# Task directions:
All that is required is the number of lines in this listing that hold "removed".

# Records for this exercise:

□ □ □

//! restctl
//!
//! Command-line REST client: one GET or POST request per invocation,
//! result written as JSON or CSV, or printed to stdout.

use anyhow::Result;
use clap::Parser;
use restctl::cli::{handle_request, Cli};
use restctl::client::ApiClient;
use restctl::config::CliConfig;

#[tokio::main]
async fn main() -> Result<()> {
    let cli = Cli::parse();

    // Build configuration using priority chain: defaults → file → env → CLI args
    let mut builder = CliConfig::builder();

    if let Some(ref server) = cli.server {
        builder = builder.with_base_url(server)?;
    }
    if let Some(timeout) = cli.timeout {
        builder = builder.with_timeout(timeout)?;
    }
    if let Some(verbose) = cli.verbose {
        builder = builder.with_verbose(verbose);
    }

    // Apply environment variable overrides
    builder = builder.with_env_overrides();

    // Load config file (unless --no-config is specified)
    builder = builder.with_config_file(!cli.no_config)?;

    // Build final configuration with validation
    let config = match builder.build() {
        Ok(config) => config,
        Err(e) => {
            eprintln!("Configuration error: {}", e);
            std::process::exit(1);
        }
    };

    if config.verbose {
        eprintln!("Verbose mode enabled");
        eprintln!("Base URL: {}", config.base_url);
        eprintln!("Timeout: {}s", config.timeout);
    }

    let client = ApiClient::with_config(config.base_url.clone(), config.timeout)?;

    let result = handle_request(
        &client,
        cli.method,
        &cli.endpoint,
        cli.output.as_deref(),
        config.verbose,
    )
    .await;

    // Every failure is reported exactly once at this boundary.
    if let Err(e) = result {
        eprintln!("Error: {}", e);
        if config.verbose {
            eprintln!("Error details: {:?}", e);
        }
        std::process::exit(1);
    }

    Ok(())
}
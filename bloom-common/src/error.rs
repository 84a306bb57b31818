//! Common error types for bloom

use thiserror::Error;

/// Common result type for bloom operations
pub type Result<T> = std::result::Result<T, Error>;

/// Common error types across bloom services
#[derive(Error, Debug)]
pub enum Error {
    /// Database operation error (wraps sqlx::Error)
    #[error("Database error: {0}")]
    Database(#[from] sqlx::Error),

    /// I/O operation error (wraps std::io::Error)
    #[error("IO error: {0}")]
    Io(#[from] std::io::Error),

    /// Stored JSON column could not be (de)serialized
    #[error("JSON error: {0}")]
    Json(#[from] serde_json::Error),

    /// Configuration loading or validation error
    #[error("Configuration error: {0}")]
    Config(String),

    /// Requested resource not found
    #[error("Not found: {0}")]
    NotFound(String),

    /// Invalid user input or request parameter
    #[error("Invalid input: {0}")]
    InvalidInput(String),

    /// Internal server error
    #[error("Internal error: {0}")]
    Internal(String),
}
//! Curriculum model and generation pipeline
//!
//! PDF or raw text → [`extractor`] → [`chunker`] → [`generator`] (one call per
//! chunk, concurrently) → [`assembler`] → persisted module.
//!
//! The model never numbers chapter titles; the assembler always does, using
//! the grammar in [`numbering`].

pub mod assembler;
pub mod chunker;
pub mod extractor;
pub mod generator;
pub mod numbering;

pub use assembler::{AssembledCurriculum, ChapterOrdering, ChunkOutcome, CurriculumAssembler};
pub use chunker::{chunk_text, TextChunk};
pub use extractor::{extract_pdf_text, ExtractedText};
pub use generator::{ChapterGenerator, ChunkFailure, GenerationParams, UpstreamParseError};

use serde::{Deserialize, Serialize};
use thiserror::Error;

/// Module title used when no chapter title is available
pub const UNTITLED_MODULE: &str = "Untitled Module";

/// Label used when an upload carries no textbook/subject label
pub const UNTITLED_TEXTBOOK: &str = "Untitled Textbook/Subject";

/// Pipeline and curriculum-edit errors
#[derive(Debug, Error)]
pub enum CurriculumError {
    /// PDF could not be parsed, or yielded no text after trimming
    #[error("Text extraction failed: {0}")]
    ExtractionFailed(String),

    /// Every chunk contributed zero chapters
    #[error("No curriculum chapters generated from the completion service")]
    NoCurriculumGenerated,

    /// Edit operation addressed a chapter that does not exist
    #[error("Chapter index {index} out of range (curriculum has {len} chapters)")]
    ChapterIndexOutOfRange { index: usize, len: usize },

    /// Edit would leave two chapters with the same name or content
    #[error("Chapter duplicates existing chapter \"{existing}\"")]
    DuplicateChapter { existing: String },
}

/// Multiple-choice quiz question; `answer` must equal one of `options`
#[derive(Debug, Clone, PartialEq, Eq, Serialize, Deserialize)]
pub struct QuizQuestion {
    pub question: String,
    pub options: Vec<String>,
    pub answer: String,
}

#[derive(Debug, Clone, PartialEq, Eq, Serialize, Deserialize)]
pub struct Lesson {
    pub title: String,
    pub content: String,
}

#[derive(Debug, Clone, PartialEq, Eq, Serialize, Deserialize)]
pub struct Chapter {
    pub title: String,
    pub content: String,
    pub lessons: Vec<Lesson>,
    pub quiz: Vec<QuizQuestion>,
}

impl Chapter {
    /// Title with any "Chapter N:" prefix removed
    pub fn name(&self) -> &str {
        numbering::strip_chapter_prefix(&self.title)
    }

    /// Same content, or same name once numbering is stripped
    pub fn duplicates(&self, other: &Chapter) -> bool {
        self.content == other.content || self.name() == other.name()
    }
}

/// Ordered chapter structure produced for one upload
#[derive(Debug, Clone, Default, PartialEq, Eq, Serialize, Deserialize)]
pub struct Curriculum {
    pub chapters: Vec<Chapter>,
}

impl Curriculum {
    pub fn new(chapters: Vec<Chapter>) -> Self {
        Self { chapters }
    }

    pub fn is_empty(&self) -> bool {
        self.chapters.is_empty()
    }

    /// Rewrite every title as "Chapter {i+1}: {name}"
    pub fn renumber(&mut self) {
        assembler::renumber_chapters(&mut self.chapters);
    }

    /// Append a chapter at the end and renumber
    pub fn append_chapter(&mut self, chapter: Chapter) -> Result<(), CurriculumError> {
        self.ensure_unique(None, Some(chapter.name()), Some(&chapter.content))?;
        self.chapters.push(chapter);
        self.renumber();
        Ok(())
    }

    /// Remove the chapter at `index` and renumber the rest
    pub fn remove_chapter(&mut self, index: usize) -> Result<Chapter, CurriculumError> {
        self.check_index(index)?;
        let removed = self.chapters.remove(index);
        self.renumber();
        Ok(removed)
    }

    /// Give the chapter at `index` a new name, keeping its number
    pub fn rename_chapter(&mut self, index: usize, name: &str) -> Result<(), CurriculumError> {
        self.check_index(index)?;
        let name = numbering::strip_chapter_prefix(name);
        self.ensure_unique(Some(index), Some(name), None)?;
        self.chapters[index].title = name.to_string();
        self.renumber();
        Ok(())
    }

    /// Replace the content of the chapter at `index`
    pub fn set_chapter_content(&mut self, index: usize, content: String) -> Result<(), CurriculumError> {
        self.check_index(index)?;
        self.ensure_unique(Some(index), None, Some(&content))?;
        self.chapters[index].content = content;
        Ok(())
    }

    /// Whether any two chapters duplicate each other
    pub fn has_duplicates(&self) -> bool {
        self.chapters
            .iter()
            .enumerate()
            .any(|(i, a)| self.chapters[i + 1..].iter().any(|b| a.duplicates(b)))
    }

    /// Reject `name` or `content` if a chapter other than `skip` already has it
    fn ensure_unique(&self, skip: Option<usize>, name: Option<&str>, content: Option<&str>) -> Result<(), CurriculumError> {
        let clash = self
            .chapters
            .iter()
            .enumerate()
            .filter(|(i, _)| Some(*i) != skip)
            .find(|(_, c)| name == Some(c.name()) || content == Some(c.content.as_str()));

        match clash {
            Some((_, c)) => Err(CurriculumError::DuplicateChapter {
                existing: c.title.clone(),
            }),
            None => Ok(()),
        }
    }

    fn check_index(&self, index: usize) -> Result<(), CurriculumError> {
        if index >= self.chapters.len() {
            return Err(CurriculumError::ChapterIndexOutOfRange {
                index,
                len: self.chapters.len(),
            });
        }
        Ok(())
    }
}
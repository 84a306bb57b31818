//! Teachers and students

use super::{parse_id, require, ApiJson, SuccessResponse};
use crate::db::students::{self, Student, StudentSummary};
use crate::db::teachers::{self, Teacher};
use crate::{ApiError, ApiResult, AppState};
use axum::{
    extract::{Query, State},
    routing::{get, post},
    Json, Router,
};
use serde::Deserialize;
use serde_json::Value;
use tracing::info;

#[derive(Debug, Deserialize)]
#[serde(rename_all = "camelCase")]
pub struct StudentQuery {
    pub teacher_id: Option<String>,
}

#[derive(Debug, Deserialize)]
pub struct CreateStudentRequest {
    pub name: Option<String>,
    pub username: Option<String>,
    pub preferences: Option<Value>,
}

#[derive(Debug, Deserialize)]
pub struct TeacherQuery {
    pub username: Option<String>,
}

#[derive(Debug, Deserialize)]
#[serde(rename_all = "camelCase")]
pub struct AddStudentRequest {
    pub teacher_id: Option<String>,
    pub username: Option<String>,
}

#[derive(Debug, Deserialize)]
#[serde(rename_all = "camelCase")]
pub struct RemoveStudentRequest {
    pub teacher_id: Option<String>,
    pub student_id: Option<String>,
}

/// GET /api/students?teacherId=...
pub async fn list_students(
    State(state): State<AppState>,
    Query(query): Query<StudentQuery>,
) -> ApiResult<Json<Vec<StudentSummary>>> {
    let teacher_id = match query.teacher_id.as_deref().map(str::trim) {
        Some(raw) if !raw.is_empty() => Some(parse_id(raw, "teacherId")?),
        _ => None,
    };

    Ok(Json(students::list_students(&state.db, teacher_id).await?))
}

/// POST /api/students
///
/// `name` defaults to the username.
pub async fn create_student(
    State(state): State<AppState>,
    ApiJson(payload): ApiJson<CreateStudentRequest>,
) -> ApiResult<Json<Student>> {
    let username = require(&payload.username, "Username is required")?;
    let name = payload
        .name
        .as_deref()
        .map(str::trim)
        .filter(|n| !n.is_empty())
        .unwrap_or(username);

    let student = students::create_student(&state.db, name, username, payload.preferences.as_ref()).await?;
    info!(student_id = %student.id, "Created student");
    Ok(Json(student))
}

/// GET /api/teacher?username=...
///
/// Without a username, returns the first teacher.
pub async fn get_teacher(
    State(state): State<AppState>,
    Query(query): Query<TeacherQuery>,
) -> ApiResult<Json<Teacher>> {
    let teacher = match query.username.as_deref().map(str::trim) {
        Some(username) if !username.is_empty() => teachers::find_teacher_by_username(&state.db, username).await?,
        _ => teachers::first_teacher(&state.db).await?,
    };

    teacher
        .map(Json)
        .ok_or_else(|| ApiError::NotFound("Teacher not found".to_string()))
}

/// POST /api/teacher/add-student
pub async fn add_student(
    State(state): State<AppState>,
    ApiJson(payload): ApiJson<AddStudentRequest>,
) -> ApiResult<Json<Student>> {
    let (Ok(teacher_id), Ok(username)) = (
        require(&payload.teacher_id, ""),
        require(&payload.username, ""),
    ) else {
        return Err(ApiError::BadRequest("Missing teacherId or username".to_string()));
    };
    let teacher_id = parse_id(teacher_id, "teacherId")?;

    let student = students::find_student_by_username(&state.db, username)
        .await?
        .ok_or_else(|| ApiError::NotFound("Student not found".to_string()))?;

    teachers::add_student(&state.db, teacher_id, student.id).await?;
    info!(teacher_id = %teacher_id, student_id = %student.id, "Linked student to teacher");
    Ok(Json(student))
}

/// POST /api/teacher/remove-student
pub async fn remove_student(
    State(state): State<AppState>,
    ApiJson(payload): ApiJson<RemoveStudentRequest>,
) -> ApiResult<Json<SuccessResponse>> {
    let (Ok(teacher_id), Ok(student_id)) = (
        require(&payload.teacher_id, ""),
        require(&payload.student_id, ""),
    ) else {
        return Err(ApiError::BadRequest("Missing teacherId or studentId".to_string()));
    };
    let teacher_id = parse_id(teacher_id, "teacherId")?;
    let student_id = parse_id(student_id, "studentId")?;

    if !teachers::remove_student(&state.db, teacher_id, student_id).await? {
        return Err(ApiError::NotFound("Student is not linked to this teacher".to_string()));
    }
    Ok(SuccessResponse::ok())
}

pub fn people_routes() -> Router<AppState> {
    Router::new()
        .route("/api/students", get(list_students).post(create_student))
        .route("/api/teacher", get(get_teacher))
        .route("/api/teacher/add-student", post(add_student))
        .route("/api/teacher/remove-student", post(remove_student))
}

□ □ □

# Finished exercise:
3